◆ **TASK ITEM**:
Return all the lines below in which the string "ColumnValue" appears.

Collected data entries
use super::statement::*;
use super::tokenizer;
use super::validator;
use crate::errors;
use std::collections::VecDeque;

/// Parses an `INSERT` statement from tokenized input.
///
/// # Arguments
/// * `sql` - A mutable `VecDeque<String>` of tokens.
///
/// # Returns
/// A `Result` containing the parsed `InsertStatement` or an `errors::Error`.
fn parse_insert(sql: &mut VecDeque<String>) -> Result<InsertStatement, errors::Error> {
    expect_token(sql, "INTO", "'INSERT' must be followed by 'INTO'.")?;
    let index = validator::validate_index_name(&pop_token(
        sql,
        "'INSERT INTO' must be followed by an index name.",
    )?)?;
    expect_token(
        sql,
        "VALUES",
        "'INSERT INTO index' must be followed by 'VALUES'.",
    )?;
    let entries = parse_entries(sql)?;
    Ok(InsertStatement { index, entries })
}

/// Parses a `SELECT` statement from tokenized input.
///
/// # Arguments
/// * `sql` - A mutable `VecDeque<String>` of tokens.
///
/// # Returns
/// A `Result` containing the parsed `SelectStatement` or an `errors::Error`.
fn parse_select(sql: &mut VecDeque<String>) -> Result<SelectStatement, errors::Error> {
    if sql.front().map_or(false, |t| t == "*") {
        sql.pop_front(); // Consume "*"
    }
    expect_token(sql, "FROM", "'SELECT' must be followed by 'FROM'.")?;
    let index = validator::validate_index_name(&pop_token(
        sql,
        "'SELECT FROM' must be followed by an index name.",
    )?)?;
    let filter = if sql.is_empty() {
        KeyFilter::All
    } else {
        parse_where_clause(sql)?
    };
    Ok(SelectStatement { index, filter })
}

/// Parses a `DELETE` statement from tokenized input.
///
/// # Arguments
/// * `tokens` - A mutable `VecDeque<String>` of tokens.
///
/// # Returns
/// A `Result` containing the parsed `DeleteStatement` or an `errors::Error`.
fn parse_delete(tokens: &mut VecDeque<String>) -> Result<DeleteStatement, errors::Error> {
    expect_token(tokens, "FROM", "'DELETE' must be followed by 'FROM'.")?;
    let index = validator::validate_index_name(&pop_token(
        tokens,
        "'DELETE FROM' must be followed by an index name.",
    )?)?;
    match parse_where_clause(tokens)? {
        KeyFilter::Equal(key) => Ok(DeleteStatement { index, key }),
        _ => Err(errors::Error::Syntax(
            "'DELETE' only supports 'WHERE KEY = value'.".to_owned(),
        )),
    }
}

/// Parses a `CREATE INDEX` statement from tokenized input.
///
/// # Arguments
/// * `sql` - A mutable `VecDeque<String>` of tokens.
///
/// # Returns
/// A `Result` containing the parsed `CreateStatement` or an `errors::Error`.
fn parse_create(sql: &mut VecDeque<String>) -> Result<CreateStatement, errors::Error> {
    expect_token(sql, "INDEX", "'CREATE' must be followed by 'INDEX'.")?;
    let name = validator::validate_index_name(&pop_token(
        sql,
        "'CREATE INDEX' must be followed by an index name.",
    )?)?;
    let column = validator::validate_column_type(&pop_token(
        sql,
        "'CREATE INDEX name' must be followed by a type (INT, FLOAT or CHAR).",
    )?)?;
    Ok(CreateStatement { name, column })
}

/// Parses a `SHOW` statement from tokenized input.
///
/// # Arguments
/// * `tokens` - A mutable `VecDeque<String>` of tokens.
///
/// # Returns
/// A `Result` containing the parsed `ShowStatement` or an `errors::Error`.
fn parse_show(tokens: &mut VecDeque<String>) -> Result<ShowStatement, errors::Error> {
    let entity = pop_token(tokens, "'SHOW' must specify 'INDEXES' or 'LEAVES'.")?.to_uppercase();
    match entity.as_str() {
        "INDEXES" => Ok(ShowStatement::ShowIndexesStatement),
        "LEAVES" => {
            let name = pop_token(tokens, "'SHOW LEAVES' must be followed by an index name.")?;
            Ok(ShowStatement::ShowLeavesStatement(
                validator::validate_index_name(&name)?,
            ))
        }
        _ => Err(errors::Error::Syntax(format!(
            "Unknown entity to show: {}.",
            entity
        ))),
    }
}

/// Parses a `DROP INDEX` statement from tokenized input.
fn parse_drop(tokens: &mut VecDeque<String>) -> Result<DropStatement, errors::Error> {
    expect_token(tokens, "INDEX", "'DROP' must be followed by 'INDEX'.")?;
    let name = pop_token(tokens, "'DROP INDEX' must be followed by a name.")?;
    Ok(DropStatement {
        name: validator::validate_index_name(&name)?,
    })
}

/// Parses a `CHECK INDEX` statement from tokenized input.
fn parse_check(tokens: &mut VecDeque<String>) -> Result<CheckStatement, errors::Error> {
    expect_token(tokens, "INDEX", "'CHECK' must be followed by 'INDEX'.")?;
    let name = pop_token(tokens, "'CHECK INDEX' must be followed by a name.")?;
    Ok(CheckStatement {
        name: validator::validate_index_name(&name)?,
    })
}

/// Helper function to expect and consume a specific token.
///
/// # Arguments
/// * `tokens` - The token queue.
/// * `expected` - The token to expect (case-insensitive).
/// * `error_msg` - The error message if the token is not found.
///
/// # Returns
/// A `Result` indicating success or an `errors::Error`.
fn expect_token(
    tokens: &mut VecDeque<String>,
    expected: &str,
    error_msg: &str,
) -> Result<(), errors::Error> {
    match tokens.pop_front() {
        Some(token) if token.to_uppercase() == expected.to_uppercase() => Ok(()),
        _ => Err(errors::Error::Syntax(error_msg.to_owned())),
    }
}

/// Helper function to pop a token or return an error.
///
/// # Arguments
/// * `tokens` - The token queue.
/// * `error_msg` - The error message if no token is available.
///
/// # Returns
/// A `Result` containing the token or an `errors::Error`.
fn pop_token(tokens: &mut VecDeque<String>, error_msg: &str) -> Result<String, errors::Error> {
    tokens
        .pop_front()
        .ok_or_else(|| errors::Error::Syntax(error_msg.to_owned()))
}

/// Parses `(key, offset)` groups until the end of the statement.
fn parse_entries(
    tokens: &mut VecDeque<String>,
) -> Result<Vec<(crate::storage::ColumnValue, crate::storage::Offset)>, errors::Error> {
    let values_sql = tokens.drain(..).collect::<Vec<_>>().join(" ");
    let groups = tokenizer::split_groups(&values_sql)?;
    if groups.is_empty() {
        return Err(errors::Error::Syntax(
            "'VALUES' must be followed by (key, offset) pairs in parentheses.".to_owned(),
        ));
    }
    groups
        .iter()
        .map(|group| match tokenizer::split_values(group).as_slice() {
            [key, offset] => Ok((
                validator::validate_value(key)?,
                validator::validate_offset(offset)?,
            )),
            other => Err(errors::Error::Syntax(format!(
                "Expected (key, offset), got {} value(s).",
                other.len()
            ))),
        })
        .collect()
}

/// Parses a `WHERE KEY ...` clause.
///
/// # Arguments
/// * `sql` - The token queue.
///
/// # Returns
/// A `Result` containing the key condition or an `errors::Error`.
fn parse_where_clause(sql: &mut VecDeque<String>) -> Result<KeyFilter, errors::Error> {
    expect_token(sql, "WHERE", "Expected 'WHERE' clause.")?;
    expect_token(sql, "KEY", "'WHERE' must be followed by 'KEY'.")?;
    let operator = pop_token(sql, "'WHERE KEY' must be followed by an operator.")?.to_uppercase();
    let first = validator::validate_value(&pop_token(
        sql,
        &format!("'KEY {}' must be followed by a value.", operator),
    )?)?;
    match operator.as_str() {
        "=" => Ok(KeyFilter::Equal(first)),
        ">=" => Ok(KeyFilter::AtLeast(first)),
        "<=" => Ok(KeyFilter::AtMost(first)),
        "BETWEEN" => {
            expect_token(sql, "AND", "'BETWEEN value' must be followed by 'AND'.")?;
            let second = validator::validate_value(&pop_token(
                sql,
                "'BETWEEN value AND' must be followed by a value.",
            )?)?;
            Ok(KeyFilter::Between(first, second))
        }
        _ => Err(errors::Error::Syntax(format!(
            "Unsupported operator: {}. Use =, >=, <= or BETWEEN.",
            operator
        ))),
    }
}

/// Parses a full statement.
///
/// # Arguments
/// * `raw_sql` - The raw statement to parse.
///
/// # Returns
/// A `Result` containing the parsed `SqlCommand` or an `errors::Error`.
pub fn parse(raw_sql: String) -> Result<SqlCommand, errors::Error> {
    let trimmed = raw_sql.trim();
    let mut tokens = tokenizer::tokenize_sql(trimmed.strip_suffix(';').unwrap_or(trimmed))?;

    let first = pop_token(&mut tokens, "Statement cannot be empty.")?.to_uppercase();
    let statement = match first.as_str() {
        "SELECT" => Statement::Select(parse_select(&mut tokens)?),
        "INSERT" => Statement::Insert(parse_insert(&mut tokens)?),
        "DELETE" => Statement::Delete(parse_delete(&mut tokens)?),
        "CREATE" => Statement::Create(parse_create(&mut tokens)?),
        "DROP" => Statement::Drop(parse_drop(&mut tokens)?),
        "SHOW" => Statement::Show(parse_show(&mut tokens)?),
        "CHECK" => Statement::Check(parse_check(&mut tokens)?),
        _ => {
            return Err(errors::Error::Syntax(format!(
                "Unrecognized statement: {}.",
                first
            )))
        }
    };
    if !tokens.is_empty() {
        return Err(errors::Error::Syntax(
            "Unexpected tokens after statement.".to_owned(),
        ));
    }
    Ok(SqlCommand {
        statement,
        sql: raw_sql,
    })
}

#[cfg(test)]
mod tests {
    use super::*;
    use crate::storage::{ColumnType, ColumnValue};

    fn statement(sql: &str) -> Statement {
        parse(sql.to_string()).unwrap().statement
    }

    #[test]
    fn test_parse_create_and_drop() {
        assert_eq!(
            statement("create index ids int;"),
            Statement::Create(CreateStatement {
                name: "ids".into(),
                column: ColumnType::INT
            })
        );
        assert_eq!(
            statement("DROP INDEX ids"),
            Statement::Drop(DropStatement { name: "ids".into() })
        );
        assert!(parse("CREATE TABLE t INT".into()).is_err());
        assert!(parse("CREATE INDEX t BLOB".into()).is_err());
        assert!(parse("CREATE INDEX 9t INT".into()).is_err());
    }

    #[test]
    fn test_parse_insert() {
        let parsed = statement("INSERT INTO names VALUES ('ada lovelace', 1), ('bob', 2);");
        assert_eq!(
            parsed,
            Statement::Insert(InsertStatement {
                index: "names".into(),
                entries: vec![
                    (ColumnValue::Char("ada lovelace".into()), 1),
                    (ColumnValue::Char("bob".into()), 2),
                ],
            })
        );
        let parsed = statement("INSERT INTO n VALUES (1.5, 10) (-2, 20)");
        match parsed {
            Statement::Insert(i) => {
                assert_eq!(i.entries[0], (ColumnValue::Float(1.5), 10));
                assert_eq!(i.entries[1], (ColumnValue::Int(-2), 20));
            }
            other => panic!("unexpected {:?}", other),
        }
        assert!(parse("INSERT INTO n VALUES".into()).is_err());
        assert!(parse("INSERT INTO n VALUES (1)".into()).is_err());
        assert!(parse("INSERT INTO n VALUES (1, 2, 3)".into()).is_err());
        assert!(parse("INSERT INTO n VALUES (1, -2)".into()).is_err());
    }

    #[test]
    fn test_parse_select_filters() {
        let filter = |sql: &str| match statement(sql) {
            Statement::Select(s) => s.filter,
            other => panic!("unexpected {:?}", other),
        };
        assert_eq!(filter("SELECT FROM a"), KeyFilter::All);
        assert_eq!(filter("SELECT * FROM a;"), KeyFilter::All);
        assert_eq!(
            filter("select from a where key = 3"),
            KeyFilter::Equal(ColumnValue::Int(3))
        );
        assert_eq!(
            filter("SELECT FROM a WHERE KEY BETWEEN 'a' AND 'm'"),
            KeyFilter::Between(ColumnValue::Char("a".into()), ColumnValue::Char("m".into()))
        );
        assert_eq!(
            filter("SELECT FROM a WHERE KEY >= 1.5"),
            KeyFilter::AtLeast(ColumnValue::Float(1.5))
        );
        assert_eq!(
            filter("SELECT FROM a WHERE KEY <= 0"),
            KeyFilter::AtMost(ColumnValue::Int(0))
        );
        assert!(parse("SELECT FROM a WHERE KEY > 1".into()).is_err());
        assert!(parse("SELECT FROM a WHERE KEY BETWEEN 1 2".into()).is_err());
        assert!(parse("SELECT FROM a WHERE KEY = 1 extra".into()).is_err());
    }

    #[test]
    fn test_parse_delete_show_check() {
        assert_eq!(
            statement("DELETE FROM a WHERE KEY = 'x'"),
            Statement::Delete(DeleteStatement {
                index: "a".into(),
                key: ColumnValue::Char("x".into())
            })
        );
        assert!(parse("DELETE FROM a WHERE KEY >= 1".into()).is_err());
        assert!(parse("DELETE FROM a".into()).is_err());
        assert_eq!(
            statement("SHOW INDEXES"),
            Statement::Show(ShowStatement::ShowIndexesStatement)
        );
        assert_eq!(
            statement("show leaves a"),
            Statement::Show(ShowStatement::ShowLeavesStatement("a".into()))
        );
        assert_eq!(
            statement("CHECK INDEX a;"),
            Statement::Check(CheckStatement { name: "a".into() })
        );
        assert!(parse("".into()).is_err());
        assert!(parse("UPDATE a".into()).is_err());
    }
}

◆ **OUTPUT BELOW**:
) -> Result<Vec<(crate::storage::ColumnValue, crate::storage::Offset)>, errors::Error> {
    use crate::storage::{ColumnType, ColumnValue};
                    (ColumnValue::Char("ada lovelace".into()), 1),
                    (ColumnValue::Char("bob".into()), 2),
                assert_eq!(i.entries[0], (ColumnValue::Float(1.5), 10));
                assert_eq!(i.entries[1], (ColumnValue::Int(-2), 20));
            KeyFilter::Equal(ColumnValue::Int(3))
            KeyFilter::Between(ColumnValue::Char("a".into()), ColumnValue::Char("m".into()))
            KeyFilter::AtLeast(ColumnValue::Float(1.5))
            KeyFilter::AtMost(ColumnValue::Int(0))
                key: ColumnValue::Char("x".into())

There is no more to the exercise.